Sexting is when people send sexually explicit images or messages via text to someone else. Sexting is often done consensually when one teen takes a picture of him/herself and sends it to a girl/boyfriend. 

However, sexting can also be done without someone's permission. In fact, "sexting" without permission is a common theme in teen shows and movies. In the popular teen show on Netflix, 13 Reasons Why, the main character is ostracized, bullied, sexually harassed and even sexually assaulted as a result of a sexually explicit text that was shared with classmates all over the school and she eventually commits suicide at the end of the show.



While this may be a made-up, exaggerated story for the sake of television, the end result is not that far-fetched. Once the photos or messages are sent, there is nothing stopping these images from being shared. In addition, if a teen is found to be in possession of sexually explicit photos of a minor, he or she could be charged with possession of child pornography and labeled as a sex offender for the rest of his or her life.

Please, talk with your teens about the psychological and emotional distress that sexting can cause. Talk to your children about how easy it is for someone to share the images with other people.

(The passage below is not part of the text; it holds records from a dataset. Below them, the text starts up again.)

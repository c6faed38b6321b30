//! Common types and utilities shared across CLI commands.

use std::path::PathBuf;

use clap::{Args, ValueEnum};
use worldgen::config::ConfigFile;
use worldgen::coord::{ChunkCoord, Region};
use worldgen::marker::{Dimension, IndexLocation, MarkerStrategy};
use worldgen::orchestrator::RunRequest;

use crate::error::CliError;

/// Marker strategy selection for CLI arguments.
#[derive(Debug, Clone, Copy, ValueEnum, PartialEq, Eq)]
pub enum StrategyArg {
    /// Check one c.<x>.<z>.idx marker file per cell
    Directory,
    /// Load index.txt once and scan a slice per tick
    Index,
    /// Load and scan index.txt on a worker thread
    Background,
}

impl From<StrategyArg> for MarkerStrategy {
    fn from(arg: StrategyArg) -> Self {
        match arg {
            StrategyArg::Directory => MarkerStrategy::Directory,
            StrategyArg::Index => MarkerStrategy::Index,
            StrategyArg::Background => MarkerStrategy::BackgroundIndex,
        }
    }
}

/// Region and dataset selection shared by `run` and `inspect`.
#[derive(Debug, Args)]
pub struct TargetArgs {
    /// X of the first corner
    #[arg(allow_negative_numbers = true)]
    pub x0: i32,

    /// Z of the first corner
    #[arg(allow_negative_numbers = true)]
    pub z0: i32,

    /// X of the opposite corner
    #[arg(allow_negative_numbers = true)]
    pub x1: i32,

    /// Z of the opposite corner
    #[arg(allow_negative_numbers = true)]
    pub z1: i32,

    /// Dataset version label, used to locate markers
    pub version: String,

    /// Dimension (overworld, nether or end)
    #[arg(long, default_value = "overworld")]
    pub dimension: Dimension,

    /// Treat corners as cell coordinates instead of block coordinates
    #[arg(long)]
    pub chunks: bool,

    /// Marker strategy (overrides [markers] strategy)
    #[arg(long, value_enum)]
    pub strategy: Option<StrategyArg>,

    /// Marker database root (overrides [markers] database)
    #[arg(long, value_name = "DIR")]
    pub database: Option<PathBuf>,
}

impl TargetArgs {
    /// The cell region covered by the two corners.
    ///
    /// Block coordinates are converted to the cells containing them.
    pub fn region(&self) -> Region {
        let (a, b) = if self.chunks {
            (ChunkCoord::new(self.x0, self.z0), ChunkCoord::new(self.x1, self.z1))
        } else {
            (
                ChunkCoord::from_block(self.x0, self.z0),
                ChunkCoord::from_block(self.x1, self.z1),
            )
        };
        Region::from_corners(a, b)
    }

    pub fn database(&self, config: &ConfigFile) -> PathBuf {
        self.database
            .clone()
            .unwrap_or_else(|| config.markers.database.clone())
    }

    pub fn strategy(&self, config: &ConfigFile) -> MarkerStrategy {
        self.strategy
            .map(MarkerStrategy::from)
            .unwrap_or(config.markers.strategy)
    }

    /// Marker directory for the selected version and dimension.
    pub fn location(&self, config: &ConfigFile) -> Result<IndexLocation, CliError> {
        Ok(IndexLocation::resolve(
            &self.database(config),
            &self.version,
            self.dimension,
        )?)
    }

    pub fn request(&self) -> RunRequest {
        RunRequest {
            region: self.region(),
            version: self.version.clone(),
            dimension: self.dimension,
        }
    }
}
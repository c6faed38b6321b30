//! Cooperative, time-sliced tasks.
//!
//! A run is driven by an external scheduler that calls in at a roughly
//! fixed cadence. Nothing here is preempted: every [`Task::resume`] checks
//! its own elapsed time through [`run_bounded`] and returns once its
//! budget is spent. A single slow marker lookup or materialize call can
//! still overrun the budget, since the budget is only checked between
//! units.
//!
//! # Lifecycle
//!
//! ```text
//! Running --[work exhausted]--> Finished
//! Running --[cancel()]--------> Cancelled
//! ```
//!
//! Finished and Cancelled are both terminal and both make
//! [`Task::is_finished`] true, but they stay distinguishable through
//! [`Task::state`].

mod bounded;
mod progress;

pub use bounded::{run_bounded, SliceOutcome, Step, StopReason};
pub use progress::ProgressReport;

use std::fmt;

use tracing::info;

/// Externally observable task state.
#[derive(Debug, Clone, Copy, PartialEq, Eq)]
pub enum TaskState {
    /// More work remains.
    Running,
    /// All work was completed.
    Finished,
    /// Stopped by request before completing.
    Cancelled,
}

impl TaskState {
    /// Returns true for `Finished` and `Cancelled`.
    pub fn is_terminal(&self) -> bool {
        !matches!(self, TaskState::Running)
    }
}

impl fmt::Display for TaskState {
    fn fmt(&self, f: &mut fmt::Formatter<'_>) -> fmt::Result {
        let name = match self {
            TaskState::Running => "running",
            TaskState::Finished => "finished",
            TaskState::Cancelled => "cancelled",
        };
        f.write_str(name)
    }
}

/// One resumable unit of a run.
pub trait Task: Send {
    /// Short name used in log lines, e.g. `"inspect"`.
    fn label(&self) -> &'static str;

    /// Runs one bounded slice of work. No-op once terminal.
    fn resume(&mut self);

    /// Requests a cooperative stop. Takes effect before the next unit.
    fn cancel(&mut self);

    /// Current state.
    fn state(&self) -> TaskState;

    /// Returns true once the task is `Finished` or `Cancelled`.
    fn is_finished(&self) -> bool {
        self.state().is_terminal()
    }

    /// Snapshot of progress so far.
    fn progress(&mut self) -> ProgressReport;

    /// Emits a progress line. Called periodically by the orchestrator.
    fn log_progress(&mut self) {
        let report = self.progress();
        info!(
            task = report.label,
            processed = report.processed,
            total = report.total,
            "{}",
            report
        );
    }
}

When having these conversations, it's important to remember the following:
  • Have a conversation, don't give a lecture. Before you talk to your teen about sexting, ask your teen what he or she knows about it already. Find out if your teen knows anyone who has sexted before and ask your teen what he or she thinks about the practice. Don't be judgmental. Be open to hearing what your teen has to say so that he or she will be open to discussing things with you in the future.
  • Try to ask age-appropriate questions. It wouldn't be effective to have the same conversation with a pre-teen in middle school that you would have with a 17 year old in high school. It may not even be appropriate to use the term "sexting" when discussing the practice with a younger child. With a child in middle school, you may ask a question like, "Honey, what kind of pictures do you think are ok to send to friends or to a boyfriend or girlfriend?" To a 17 year old, you may ask a more direct question like, "What do you know about sexting? Is that a common practice at your school or among your friends?"
  • Make sure to incorporate the topics of love, relationships, and self-worth. Sometimes, a teen may be pressured by his or her significant other to send sexually explicit text messages. The dating partner might use phrases like, "If you really loved me you would." "You can trust me, I won't share these pictures with anyone." "Everyone is doing it. Don't be lame." Let your teen know that if her boyfriend really cares about her, he wouldn't pressure her to do something she doesn't feel comfortable doing and he wouldn't feel comfortable with her exposing herself like that and putting her privacy at risk.
In this digital age, in which teens often have 24/7 access to texting and using the internet, it is more important than ever to talk to our teens about the dangers and risks associated with "sexting." Please, do not think that your kids and teens are unaware of what sexting is . At the very least, they know what it is. At worst, they may know someone who has done it or they may have done it themselves.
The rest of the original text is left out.